WORKING DATA: Begin

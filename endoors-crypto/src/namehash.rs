//! ENS namehash.
//!
//! ```text
//! namehash("")        = 0x00…00
//! namehash(l || rest) = keccak256(namehash(rest) || keccak256(l))
//! ```
//!
//! Labels are processed from the root-most (`eth`) to the leaf. The output
//! must match the on-chain derivation byte for byte, so no normalization
//! happens here; callers validate labels before hashing.

use endoors_core::types::{Label, Node, ParentDomain};

use crate::hash::{keccak256_concat, labelhash};

/// Computes the namehash of a dotted name.
///
/// Pure and deterministic. The empty name yields [`Node::ROOT`].
pub fn namehash(name: &str) -> Node {
    if name.is_empty() {
        return Node::ROOT;
    }

    name.rsplit('.')
        .fold(Node::ROOT, |node, label| child_node(&node, label))
}

/// Computes the node of `label` directly beneath `parent`.
pub fn child_node(parent: &Node, label: &str) -> Node {
    let label_hash = labelhash(label);
    Node::from_array(keccak256_concat(&[parent.as_bytes(), &label_hash]))
}

/// Computes the node of `label.parent`.
pub fn subdomain_node(label: &Label, parent: &ParentDomain) -> Node {
    child_node(&namehash(parent.as_str()), label.as_str())
}

#[cfg(test)]
mod tests {
    use super::*;
    use proptest::prelude::*;

    const ETH_NODE: &str = "0x93cdeb708b7545dc668eb9280176169d1c33cfd8ed6f04690a0bcc88a93fc4ae";
    const FOO_ETH_NODE: &str = "0xde9b09fd7c5f901e23a3f19fecc54828e9c848539801e86591bd9801b019f84f";
    const ENDOORS_ETH_NODE: &str =
        "0x42d8bf715d5483e562255ee6ea3cde63fbfd4e5a8c202f5683b3f91600ad8e0c";
    const ALICE_ENDOORS_ETH_NODE: &str =
        "0x1e5e16395416076656f4ee99daff877bfd4a86e2cbf544ca847c4899ac3f4381";

    #[test]
    fn test_empty_name_is_root() {
        assert_eq!(namehash(""), Node::ROOT);
        assert!(namehash("").is_root());
    }

    #[test]
    fn test_reference_vectors() {
        assert_eq!(namehash("eth").to_hex(), ETH_NODE);
        assert_eq!(namehash("foo.eth").to_hex(), FOO_ETH_NODE);
        assert_eq!(namehash("endoors.eth").to_hex(), ENDOORS_ETH_NODE);
        assert_eq!(namehash("alice.endoors.eth").to_hex(), ALICE_ENDOORS_ETH_NODE);
    }

    #[test]
    fn test_single_label_is_one_step_from_root() {
        assert_eq!(namehash("eth"), child_node(&Node::ROOT, "eth"));
    }

    #[test]
    fn test_subdomain_node_matches_full_name() {
        let label = Label::parse("alice").unwrap();
        let parent = ParentDomain::default();
        assert_eq!(subdomain_node(&label, &parent), namehash("alice.endoors.eth"));
    }

    #[test]
    fn test_distinct_corpus() {
        let corpus = [
            "",
            "eth",
            "endoors.eth",
            "alice.endoors.eth",
            "bob.endoors.eth",
            "alice.other.eth",
            "endoors.alice.eth",
            "alice_1.endoors.eth",
            "alice1.endoors.eth",
            "eth.endoors",
        ];

        let nodes: std::collections::HashSet<Node> = corpus.iter().map(|n| namehash(n)).collect();
        assert_eq!(nodes.len(), corpus.len());
    }

    proptest! {
        #[test]
        fn prop_deterministic(name in "[a-z0-9_]{1,12}(\\.[a-z0-9_]{1,12}){0,3}") {
            prop_assert_eq!(namehash(&name), namehash(&name));
        }

        #[test]
        fn prop_recursive_structure(label in "[a-z0-9_]{1,16}", parent in "[a-z0-9_]{1,12}\\.eth") {
            let full = format!("{}.{}", label, parent);
            prop_assert_eq!(namehash(&full), child_node(&namehash(&parent), &label));
        }

        #[test]
        fn prop_distinct_labels_distinct_nodes(a in "[a-z0-9_]{1,16}", b in "[a-z0-9_]{1,16}") {
            prop_assume!(a != b);
            let a = format!("{}.endoors.eth", a);
            let b = format!("{}.endoors.eth", b);
            prop_assert_ne!(namehash(&a), namehash(&b));
        }
    }
}
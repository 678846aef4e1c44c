//! API route configuration.

use std::sync::Arc;

use axum::{
    routing::{get, post},
    Router,
};

use crate::handlers;
use crate::state::AppState;

/// Creates the API router with all routes configured.
pub fn create_router(state: Arc<AppState>) -> Router {
    Router::new()
        // Health check
        .route("/health", get(handlers::health_check))
        .route("/api/v1/config", get(handlers::get_config))

        // Names
        .route("/api/v1/names/:label/availability", get(handlers::check_availability))
        .route("/api/v1/names/:label/owner", get(handlers::get_owner))
        .route("/api/v1/names/register", post(handlers::register_name))

        // Full names
        .route("/api/v1/resolve/:name", get(handlers::resolve_name))
        .route("/api/v1/namehash/:name", get(handlers::get_namehash))

        // Reverse lookup
        .route("/api/v1/addresses/:address/name", get(handlers::reverse_resolve))

        .with_state(state)
}
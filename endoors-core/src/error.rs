//! Error types for Endoors.
//!
//! Every failure the naming core can surface is an [`EndoorsError`]. Callers
//! that need to render or branch on failures use [`EndoorsError::kind`], which
//! never exposes provider-specific error shapes.

use serde::Serialize;
use thiserror::Error;

/// Result type alias using `EndoorsError`.
pub type Result<T> = std::result::Result<T, EndoorsError>;

/// Main error type for all Endoors operations.
#[derive(Debug, Error)]
pub enum EndoorsError {
    // ═══════════════════════════════════════════════════════════════════════════
    // VALIDATION ERRORS
    // ═══════════════════════════════════════════════════════════════════════════

    /// Label failed the character-set rule.
    #[error("Invalid label '{label}': {reason}")]
    InvalidLabel {
        /// Label as given
        label: String,
        /// Rule it broke
        reason: String,
    },

    /// Full name is not `<label>.<parent domain>`.
    #[error("Invalid subdomain format: {0}")]
    InvalidName(String),

    /// Address could not be parsed or is not acceptable here.
    #[error("Invalid address: {0}")]
    InvalidAddress(String),

    /// Invalid hex encoding.
    #[error("Invalid hex encoding: {0}")]
    HexError(#[from] hex::FromHexError),

    // ═══════════════════════════════════════════════════════════════════════════
    // LOOKUP ERRORS
    // ═══════════════════════════════════════════════════════════════════════════

    /// A read-only ledger call (ownership, availability, receipt) did not complete.
    #[error("Lookup failed during {operation}: {reason}")]
    LookupFailure {
        /// Ledger call that failed
        operation: String,
        /// Transport or node message
        reason: String,
    },

    // ═══════════════════════════════════════════════════════════════════════════
    // REGISTRATION ERRORS
    // ═══════════════════════════════════════════════════════════════════════════

    /// The name was claimed before this registration finalized.
    #[error("Subdomain already taken: {0}")]
    AlreadyTaken(String),

    /// The registration transaction could not be sent.
    #[error("Transaction submission failed: {0}")]
    SubmissionFailure(String),

    /// The ledger refused the call while simulating it before submission.
    #[error("Transaction would revert: {0}")]
    SubmissionReverted(String),

    /// Submitted, but finality was not observed within the bounded wait.
    /// The transaction may still finalize later.
    #[error("Transaction {tx_hash} not final after {waited_secs}s; outcome unknown")]
    FinalityTimeout {
        /// Submitted transaction
        tx_hash: String,
        /// Length of the wait
        waited_secs: u64,
    },

    /// The transaction was included but reverted for a reason other than a taken name.
    #[error("Transaction {tx_hash} reverted: {reason}")]
    TransactionReverted {
        /// Reverted transaction
        tx_hash: String,
        /// What is known about the revert
        reason: String,
    },

    /// The ledger transport is unreachable.
    #[error("Network failure: {0}")]
    NetworkFailure(String),

    /// The owner has not passed identity verification.
    #[error("Address {0} has not completed identity verification")]
    NotVerified(String),

    // ═══════════════════════════════════════════════════════════════════════════
    // CONFIGURATION ERRORS
    // ═══════════════════════════════════════════════════════════════════════════

    /// Required configuration is missing or invalid.
    #[error("Configuration error: {0}")]
    ConfigError(String),

    /// The configured backend cannot perform this operation.
    #[error("Not supported: {0}")]
    NotSupported(String),

    // ═══════════════════════════════════════════════════════════════════════════
    // INTERNAL ERRORS
    // ═══════════════════════════════════════════════════════════════════════════

    /// JSON serialization/deserialization error.
    #[error("JSON error: {0}")]
    JsonError(#[from] serde_json::Error),

    /// Internal invariant violation (should never happen).
    #[error("Internal error: {0}")]
    InternalError(String),
}

/// Stable classification of an [`EndoorsError`], safe to hand to UI/CLI code.
#[derive(Clone, Copy, Debug, PartialEq, Eq, Hash, Serialize)]
#[serde(rename_all = "snake_case")]
pub enum ErrorKind {
    /// Input rejected locally, before any network call.
    Validation,
    /// A read could not complete; retrying the read may succeed.
    LookupFailure,
    /// Someone else owns the name.
    AlreadyTaken,
    /// The write could not be sent.
    SubmissionFailure,
    /// Submitted but not observed final; outcome unknown.
    FinalityTimeout,
    /// Included but reverted.
    TransactionReverted,
    /// Ledger transport unreachable.
    NetworkFailure,
    /// Owner not verified.
    NotVerified,
    /// Missing or invalid configuration.
    Configuration,
    /// Operation unavailable with the configured backend.
    NotSupported,
    /// Anything else.
    Internal,
}

impl ErrorKind {
    /// Returns the snake_case identifier used in API payloads.
    pub fn as_str(&self) -> &'static str {
        match self {
            ErrorKind::Validation => "validation",
            ErrorKind::LookupFailure => "lookup_failure",
            ErrorKind::AlreadyTaken => "already_taken",
            ErrorKind::SubmissionFailure => "submission_failure",
            ErrorKind::FinalityTimeout => "finality_timeout",
            ErrorKind::TransactionReverted => "transaction_reverted",
            ErrorKind::NetworkFailure => "network_failure",
            ErrorKind::NotVerified => "not_verified",
            ErrorKind::Configuration => "configuration",
            ErrorKind::NotSupported => "not_supported",
            ErrorKind::Internal => "internal",
        }
    }

    /// Returns a short, user-facing hint for this kind of failure.
    ///
    /// A taken name asks the user to pick another one; transient failures
    /// ask them to try again.
    pub fn user_hint(&self) -> &'static str {
        match self {
            ErrorKind::Validation => "Check the name and try a different spelling.",
            ErrorKind::AlreadyTaken => "This name is taken. Choose another name.",
            ErrorKind::LookupFailure
            | ErrorKind::SubmissionFailure
            | ErrorKind::NetworkFailure
            | ErrorKind::TransactionReverted => "Something went wrong. Please try again.",
            ErrorKind::FinalityTimeout => {
                "The registration is still pending. Check again before retrying."
            }
            ErrorKind::NotVerified => "Complete identity verification first.",
            ErrorKind::Configuration | ErrorKind::NotSupported | ErrorKind::Internal => {
                "Registration is currently unavailable."
            }
        }
    }

    /// Returns true if retrying the same request may succeed.
    pub fn is_retryable(&self) -> bool {
        matches!(
            self,
            ErrorKind::LookupFailure
                | ErrorKind::SubmissionFailure
                | ErrorKind::NetworkFailure
                | ErrorKind::TransactionReverted
        )
    }
}

impl std::fmt::Display for ErrorKind {
    fn fmt(&self, f: &mut std::fmt::Formatter<'_>) -> std::fmt::Result {
        f.write_str(self.as_str())
    }
}

impl EndoorsError {
    /// Builds a lookup failure for the named operation.
    pub fn lookup(operation: impl Into<String>, reason: impl std::fmt::Display) -> Self {
        EndoorsError::LookupFailure {
            operation: operation.into(),
            reason: reason.to_string(),
        }
    }

    /// Returns the stable classification of this error.
    pub fn kind(&self) -> ErrorKind {
        match self {
            EndoorsError::InvalidLabel { .. }
            | EndoorsError::InvalidName(_)
            | EndoorsError::InvalidAddress(_)
            | EndoorsError::HexError(_) => ErrorKind::Validation,
            EndoorsError::LookupFailure { .. } => ErrorKind::LookupFailure,
            EndoorsError::AlreadyTaken(_) => ErrorKind::AlreadyTaken,
            EndoorsError::SubmissionFailure(_) | EndoorsError::SubmissionReverted(_) => {
                ErrorKind::SubmissionFailure
            }
            EndoorsError::FinalityTimeout { .. } => ErrorKind::FinalityTimeout,
            EndoorsError::TransactionReverted { .. } => ErrorKind::TransactionReverted,
            EndoorsError::NetworkFailure(_) => ErrorKind::NetworkFailure,
            EndoorsError::NotVerified(_) => ErrorKind::NotVerified,
            EndoorsError::ConfigError(_) => ErrorKind::Configuration,
            EndoorsError::NotSupported(_) => ErrorKind::NotSupported,
            EndoorsError::JsonError(_) | EndoorsError::InternalError(_) => ErrorKind::Internal,
        }
    }

    /// Returns true if this error is recoverable (can retry).
    pub fn is_recoverable(&self) -> bool {
        self.kind().is_retryable()
    }

    /// Returns true if this is a validation error.
    pub fn is_validation_error(&self) -> bool {
        self.kind() == ErrorKind::Validation
    }

    /// Returns true if the operation's outcome is unknown rather than failed.
    pub fn is_outcome_unknown(&self) -> bool {
        matches!(self, EndoorsError::FinalityTimeout { .. })
    }
}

WORKING DATA: End

What is needed is the number of lines in the data that hold the word "than", and nothing more.

2